Ничего подобного в самом деле не было. Проспала княгинюшка и приезд Екатерины, и провозглашение её самодержавной императрицей...

Она опять долго не могла заснуть – эти белые ночи угнетали её, заставляли ворочаться с боку на бок, не давали глазам закрыться. И она снова и снова продумывала, как произойдёт переворот, но всё это было для неё ещё в неближнем будущем, а теперь она решала, поедет на парадный обед в Петергоф или же скажется больной. С одной стороны, хотелось посмотреть, что изобретёт Пётр, чтобы арестовать Екатерину, как будет держаться отставленная императрица, с другой – в сущности, самой ей ничто не грозило. Хоть она и участвовала в хитросплетениях для переворота и обожала свою подругу – Екатерину, но всё-таки сестра её была бы императрицей, а крестный отец Пётр любил бедную княгиню и частенько говаривал ей:

– Если вы не хотите здесь жить (он имел в виду Ораниенбаум, куда переселился на летние месяцы со всем двором, кроме Екатерины, живущей в Петергофе), всё равно должны каждый день приезжать сюда, и я желаю, чтобы вы были больше со мной, чем с императрицей...

Но не послушалась своего крестного отца Екатерина Романовна и продолжала бывать у императрицы больше, чем у императора. И на это сумел Пётр произнести фразу, которую она запомнила на всю свою жизнь и оценила только много времени спустя после его гибели:

Дочь моя, помните, что благоразумнее и безопаснее иметь дело с такими простаками, как мы, чем с великими умами, которые, выжав весь сок из лимона, выбрасывают его вон...

Ещё с вечера она приказала приготовить себе парадное платье – мало ли для чего оно могло понадобиться, – а уж если ехать в Петергоф на парадный обед, то без такого парадного платья, или робы, как называли этот тяжёлый наряд, не обойтись. Так она и не решила, поедет в Петергоф или же притворится больной, провертелась в громоздких тяжёлых одеялах до самого рассвета и заснула, вся наполненная мрачными предчувствиями и тягостными думами...

Так и не увидела Екатерина Романовна, как подъехала к казармам Измайловского полка будущая самодержавная императрица, как метался Григорий Орлов от одного домишка до другого, где жили солдаты, и сперва появились перед Екатериной лишь с десяток солдат. Но и они кричали ей здравицу, хлопали ошалелыми глазами, глядя, как с их помощью, с их согласия и ободрения становится на русский престол жена их государя, приехавшая просить у солдат защиты от мужа-самодура, угрожающего её жизни, а главное – жизни наследника трона, Павла...

Григорий бегал и бегал от одного домишка до другого, солдаты выскакивали в одном нижнем белье, но, схватившись за ружья, подбегали к поцарапанной обветшалой коляске, где в траурном платье и неказистой чёрной шляпе, собрав волосы на затылке под простенький гребень, стояла Екатерина.

Она обратилась к ним со словами, которые могли бы растрогать сердце самого жестокосердного человека, просила защиты и ободрения. И солдаты в немом восторге от собственной значимости дивились на эту кроткую и трогательную беззащитную женщину, ищущую у них защиты и утешения.

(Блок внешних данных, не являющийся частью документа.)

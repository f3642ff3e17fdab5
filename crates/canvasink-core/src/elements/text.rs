//! Text element and its style configuration.

use super::{Element, SerializableColor};
use kurbo::{Point, Rect, Vec2};
use serde::{Deserialize, Serialize};

/// Horizontal text alignment.
#[derive(Debug, Clone, Copy, PartialEq, Eq, Default, Serialize, Deserialize)]
#[serde(rename_all = "snake_case")]
pub enum TextAlign {
    #[default]
    Left,
    Center,
    Right,
    Justify,
}

/// Outline drawn around glyphs.
#[derive(Debug, Clone, Copy, PartialEq, Serialize, Deserialize)]
pub struct TextOutline {
    pub color: SerializableColor,
    pub width: f64,
}

/// Drop shadow behind glyphs.
#[derive(Debug, Clone, Copy, PartialEq, Serialize, Deserialize)]
pub struct TextShadow {
    pub color: SerializableColor,
    pub blur: f64,
    pub offset_x: f64,
    pub offset_y: f64,
}

/// Active text-tool configuration, applied to the next text element.
#[derive(Debug, Clone, PartialEq, Serialize, Deserialize)]
#[serde(default)]
pub struct TextStyle {
    pub font_size: f64,
    pub font_family: String,
    pub color: SerializableColor,
    pub alignment: TextAlign,
    pub bold: bool,
    pub italic: bool,
    pub underline: bool,
    /// Render content uppercased; the raw input is kept for later edits.
    pub uppercase: bool,
    pub letter_spacing: f64,
    pub line_height: f64,
    pub outline: Option<TextOutline>,
    pub shadow: Option<TextShadow>,
    pub padding: f64,
}

impl Default for TextStyle {
    fn default() -> Self {
        Self {
            font_size: TextElement::DEFAULT_FONT_SIZE,
            font_family: "Arial".to_string(),
            color: SerializableColor::black(),
            alignment: TextAlign::Left,
            bold: false,
            italic: false,
            underline: false,
            uppercase: false,
            letter_spacing: 0.0,
            line_height: 1.2,
            outline: None,
            shadow: None,
            padding: 0.0,
        }
    }
}

/// A block of text placed at a point.
#[derive(Debug, Clone, PartialEq, Serialize, Deserialize)]
pub struct TextElement {
    /// Displayed content (after the case transform).
    pub content: String,
    /// Content as typed.
    pub raw_content: String,
    /// Top-left corner.
    pub x: f64,
    pub y: f64,
    pub font_size: f64,
    pub font_family: String,
    pub color: SerializableColor,
    #[serde(default)]
    pub alignment: TextAlign,
    #[serde(default)]
    pub bold: bool,
    #[serde(default)]
    pub italic: bool,
    #[serde(default)]
    pub underline: bool,
    #[serde(default)]
    pub uppercase: bool,
    #[serde(default)]
    pub letter_spacing: f64,
    pub line_height: f64,
    #[serde(default, skip_serializing_if = "Option::is_none")]
    pub outline: Option<TextOutline>,
    #[serde(default, skip_serializing_if = "Option::is_none")]
    pub shadow: Option<TextShadow>,
    #[serde(default)]
    pub padding: f64,
}

impl TextElement {
    pub const DEFAULT_FONT_SIZE: f64 = 32.0;

    /// Average glyph advance as a fraction of the font size.
    const AVERAGE_ADVANCE: f64 = 0.6;

    /// Build a text payload from a style configuration and a position.
    pub fn from_style(style: &TextStyle, raw_content: &str, position: Point) -> Self {
        let mut text = Self {
            content: String::new(),
            raw_content: String::new(),
            x: position.x,
            y: position.y,
            font_size: style.font_size,
            font_family: style.font_family.clone(),
            color: style.color,
            alignment: style.alignment,
            bold: style.bold,
            italic: style.italic,
            underline: style.underline,
            uppercase: style.uppercase,
            letter_spacing: style.letter_spacing,
            line_height: style.line_height,
            outline: style.outline,
            shadow: style.shadow,
            padding: style.padding,
        };
        text.set_raw_content(raw_content);
        text
    }

    /// Replace the typed content and re-derive the displayed content.
    pub fn set_raw_content(&mut self, raw_content: &str) {
        self.raw_content = raw_content.to_string();
        self.content = if self.uppercase {
            raw_content.to_uppercase()
        } else {
            raw_content.to_string()
        };
    }

    /// CSS-like font style string derived from the bold/italic flags.
    pub fn font_style(&self) -> &'static str {
        match (self.bold, self.italic) {
            (false, false) => "normal",
            (true, false) => "bold",
            (false, true) => "italic",
            (true, true) => "bold italic",
        }
    }

    /// CSS-like text decoration derived from the underline flag.
    pub fn text_decoration(&self) -> &'static str {
        if self.underline { "underline" } else { "" }
    }

    pub fn position(&self) -> Point {
        Point::new(self.x, self.y)
    }

    /// Approximate bounds from the character count.
    ///
    /// Exact metrics need the host's text measurement; this estimate is what
    /// crop filtering works with.
    pub fn estimated_bounds(&self) -> Rect {
        let lines: Vec<&str> = self.content.split('\n').collect();
        let longest = lines.iter().map(|l| l.chars().count()).max().unwrap_or(0);
        let width = longest as f64 * self.font_size * Self::AVERAGE_ADVANCE;
        let height = lines.len() as f64 * self.font_size * self.line_height;
        Rect::new(self.x, self.y, self.x + width, self.y + height)
    }

    pub fn translate(&mut self, delta: Vec2) {
        self.x += delta.x;
        self.y += delta.y;
    }
}

impl Element {
    /// Create a text element from a style configuration and positional overrides.
    pub fn create_text(style: &TextStyle, raw_content: &str, position: Point) -> Self {
        Element::text(TextElement::from_style(style, raw_content, position))
    }
}

#[cfg(test)]
mod tests {
    use super::*;

    #[test]
    fn test_uppercase_keeps_raw_content() {
        let style = TextStyle {
            uppercase: true,
            ..TextStyle::default()
        };
        let element = Element::create_text(&style, "Hello there", Point::new(5.0, 6.0));
        let text = element.as_text().unwrap();
        assert_eq!(text.content, "HELLO THERE");
        assert_eq!(text.raw_content, "Hello there");
        assert_eq!(text.position(), Point::new(5.0, 6.0));
    }

    #[test]
    fn test_fresh_ids() {
        let style = TextStyle::default();
        let a = Element::create_text(&style, "a", Point::ZERO);
        let b = Element::create_text(&style, "a", Point::ZERO);
        assert_ne!(a.id, b.id);
    }

    #[test]
    fn test_font_style_and_decoration() {
        let mut text = TextElement::from_style(&TextStyle::default(), "x", Point::ZERO);
        assert_eq!(text.font_style(), "normal");
        assert_eq!(text.text_decoration(), "");
        text.bold = true;
        text.italic = true;
        text.underline = true;
        assert_eq!(text.font_style(), "bold italic");
        assert_eq!(text.text_decoration(), "underline");
    }

    #[test]
    fn test_estimated_bounds() {
        let style = TextStyle {
            font_size: 10.0,
            line_height: 1.5,
            ..TextStyle::default()
        };
        let text = TextElement::from_style(&style, "abcd", Point::new(100.0, 50.0));
        let bounds = text.estimated_bounds();
        assert!((bounds.width() - 24.0).abs() < 1e-9);
        assert!((bounds.height() - 15.0).abs() < 1e-9);
        assert!((bounds.x0 - 100.0).abs() < f64::EPSILON);
    }

    #[test]
    fn test_edit_reapplies_transform() {
        let style = TextStyle {
            uppercase: true,
            ..TextStyle::default()
        };
        let mut text = TextElement::from_style(&style, "one", Point::ZERO);
        text.set_raw_content("two\nlines");
        assert_eq!(text.content, "TWO\nLINES");
        assert_eq!(text.raw_content, "two\nlines");
    }
}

А Григорий уже вёл к коляске старенького полкового священника – отца Алексея – и тут же стал приводить к присяге солдат. Отец Алексей давно уже был обласкан Орловыми, и Екатерина понимала, что без его согласия, без его участия не смогла бы состояться эта скоропалительная присяга, которую солдаты давали ей, матушке-государыне Екатерине...

Но тут на своём гнедом иноходце появился полковник Измайловского полка, и сердце Екатерины дрогнуло: а ну как своенравный полковник, малороссийский гетман, обласканный и задаренный троном всем, что только было возможно, гаркнет на солдат, скажет слова о верности императору, которых Екатерина боялась, солдаты ведь тоже давали ему присягу, – и всё рухнет, ничто не состоится. Но она одёрнула себя: прекрасно зная об отношении Разумовского к императору, далее и думать не хотела, что Кирилл Разумовский пойдёт против неё...

И полковник сделал так, как представляла себе Екатерина ещё за минуту до его поступка: он спрыгнул со своего громадного коня, упал на колени перед Екатериной и приложился губами к её руке...

Она победила Измайловский полк, хотя хорошо понимала, что ничего ещё не кончено, что надо поднять солдат других полков, что одного Измайловского полка совершенно недостаточно. И это нужно было делать теперь, сейчас, хоть ни плана, ни какого-либо устремления всё ещё так и не состоялось. Григорий предложил идти всем полком с Екатериной во главе на Фонтанку, к Семёновскому полку, чтобы поднять этот полк, и снова идти, теперь уже к Преображенскому, потом к другим полкам, которые уже были готовы к тому, чтобы провозгласить Екатерину самодержицей.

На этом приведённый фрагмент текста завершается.